//! In-process collaborators for tests and local development.
//!
//! `MemoryBus` counts every subscribe and unsubscribe call so callers can
//! check that each subscription is released exactly once.

use async_trait::async_trait;
use chrono::Utc;
use std::collections::HashMap;
use std::sync::atomic::{AtomicBool, AtomicU64, AtomicUsize, Ordering};
use std::sync::{Arc, Mutex};
use tokio::sync::mpsc;
use uuid::Uuid;

use crate::models::work_item::{
    CapturedImage, VerificationWorkItem, WorkItemChange, WorkItemStatus,
};
use crate::services::bus::{
    BusError, ChangeEvent, NotificationBus, RowFilter, Subscription, SubscriptionHandle,
    WORK_ITEM_TOPIC,
};
use crate::services::store::{StoreError, WorkItemStore};

const EVENT_BUFFER: usize = 16;

struct Registration {
    topic: String,
    filter: RowFilter,
    tx: mpsc::Sender<ChangeEvent>,
}

#[derive(Default)]
pub struct MemoryBus {
    next_id: AtomicU64,
    registrations: Mutex<HashMap<u64, Registration>>,
    subscribes: AtomicUsize,
    unsubscribes: AtomicUsize,
    refuse_subscriptions: AtomicBool,
}

impl MemoryBus {
    pub fn new() -> Self {
        Self::default()
    }

    /// Deliver a change to every matching subscriber. Returns how many received it.
    pub fn publish(&self, topic: &str, change: WorkItemChange) -> usize {
        let registrations = self.lock();
        registrations
            .values()
            .filter(|r| r.topic == topic && r.filter.matches(&change))
            .filter(|r| r.tx.try_send(Ok(change.clone())).is_ok())
            .count()
    }

    /// Push a listener failure to every subscriber on `topic`.
    pub fn inject_error(&self, topic: &str, reason: &str) -> usize {
        let registrations = self.lock();
        registrations
            .values()
            .filter(|r| r.topic == topic)
            .filter(|r| {
                r.tx
                    .try_send(Err(BusError::Unavailable(reason.to_string())))
                    .is_ok()
            })
            .count()
    }

    /// Make subsequent `subscribe` calls fail.
    pub fn refuse_subscriptions(&self, refuse: bool) {
        self.refuse_subscriptions.store(refuse, Ordering::SeqCst);
    }

    pub fn subscribe_count(&self) -> usize {
        self.subscribes.load(Ordering::SeqCst)
    }

    pub fn unsubscribe_count(&self) -> usize {
        self.unsubscribes.load(Ordering::SeqCst)
    }

    pub fn active_subscriptions(&self) -> usize {
        self.lock().len()
    }

    fn lock(&self) -> std::sync::MutexGuard<'_, HashMap<u64, Registration>> {
        self.registrations
            .lock()
            .unwrap_or_else(|poisoned| poisoned.into_inner())
    }
}

#[async_trait]
impl NotificationBus for MemoryBus {
    async fn subscribe(&self, topic: &str, filter: RowFilter) -> Result<Subscription, BusError> {
        if self.refuse_subscriptions.load(Ordering::SeqCst) {
            return Err(BusError::Unavailable("subscriptions refused".to_string()));
        }

        let id = self.next_id.fetch_add(1, Ordering::SeqCst);
        let (tx, rx) = mpsc::channel(EVENT_BUFFER);
        self.lock().insert(
            id,
            Registration {
                topic: topic.to_string(),
                filter,
                tx,
            },
        );
        self.subscribes.fetch_add(1, Ordering::SeqCst);

        Ok(Subscription {
            handle: SubscriptionHandle {
                id,
                topic: topic.to_string(),
            },
            events: rx,
        })
    }

    fn unsubscribe(&self, handle: &SubscriptionHandle) {
        self.unsubscribes.fetch_add(1, Ordering::SeqCst);
        self.lock().remove(&handle.id);
    }
}

/// Work item store kept in a map. Terminal transitions are published to the
/// attached bus, the way the Postgres trigger notifies listeners.
pub struct MemoryWorkItemStore {
    items: Mutex<HashMap<Uuid, VerificationWorkItem>>,
    bus: Arc<MemoryBus>,
}

impl MemoryWorkItemStore {
    pub fn new(bus: Arc<MemoryBus>) -> Self {
        Self {
            items: Mutex::new(HashMap::new()),
            bus,
        }
    }

    pub fn len(&self) -> usize {
        self.lock().len()
    }

    pub fn is_empty(&self) -> bool {
        self.len() == 0
    }

    fn lock(&self) -> std::sync::MutexGuard<'_, HashMap<Uuid, VerificationWorkItem>> {
        self.items
            .lock()
            .unwrap_or_else(|poisoned| poisoned.into_inner())
    }

    fn finish(
        &self,
        id: Uuid,
        status: WorkItemStatus,
        match_count: Option<u32>,
        error: Option<&str>,
    ) -> Result<bool, StoreError> {
        let change = {
            let mut items = self.lock();
            let item = items.get_mut(&id).ok_or(StoreError::NotFound(id))?;
            if item.status.is_terminal() {
                return Ok(false);
            }
            item.status = status;
            item.match_count = match_count;
            item.error = error.map(str::to_string);
            item.updated_at = Utc::now();
            WorkItemChange {
                id,
                status,
                match_count,
            }
        };

        self.bus.publish(WORK_ITEM_TOPIC, change);
        Ok(true)
    }
}

#[async_trait]
impl WorkItemStore for MemoryWorkItemStore {
    async fn create(&self, payload: &CapturedImage) -> Result<Uuid, StoreError> {
        let id = Uuid::new_v4();
        let now = Utc::now();
        self.lock().insert(
            id,
            VerificationWorkItem {
                id,
                payload: payload.clone(),
                status: WorkItemStatus::Pending,
                match_count: None,
                error: None,
                attempts: 0,
                created_at: now,
                updated_at: now,
            },
        );
        Ok(id)
    }

    async fn get(&self, id: Uuid) -> Result<Option<VerificationWorkItem>, StoreError> {
        Ok(self.lock().get(&id).cloned())
    }

    async fn mark_processed(&self, id: Uuid, match_count: u32) -> Result<bool, StoreError> {
        self.finish(id, WorkItemStatus::Processed, Some(match_count), None)
    }

    async fn mark_failed(&self, id: Uuid, reason: &str) -> Result<bool, StoreError> {
        self.finish(id, WorkItemStatus::Error, None, Some(reason))
    }

    async fn record_attempt(&self, id: Uuid) -> Result<i32, StoreError> {
        let mut items = self.lock();
        let item = items.get_mut(&id).ok_or(StoreError::NotFound(id))?;
        item.attempts += 1;
        Ok(item.attempts)
    }
}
----------
Problem to work on
In these records, tally the lines that contain the string "WorkItemStatus", and give only the result.

Task answer
5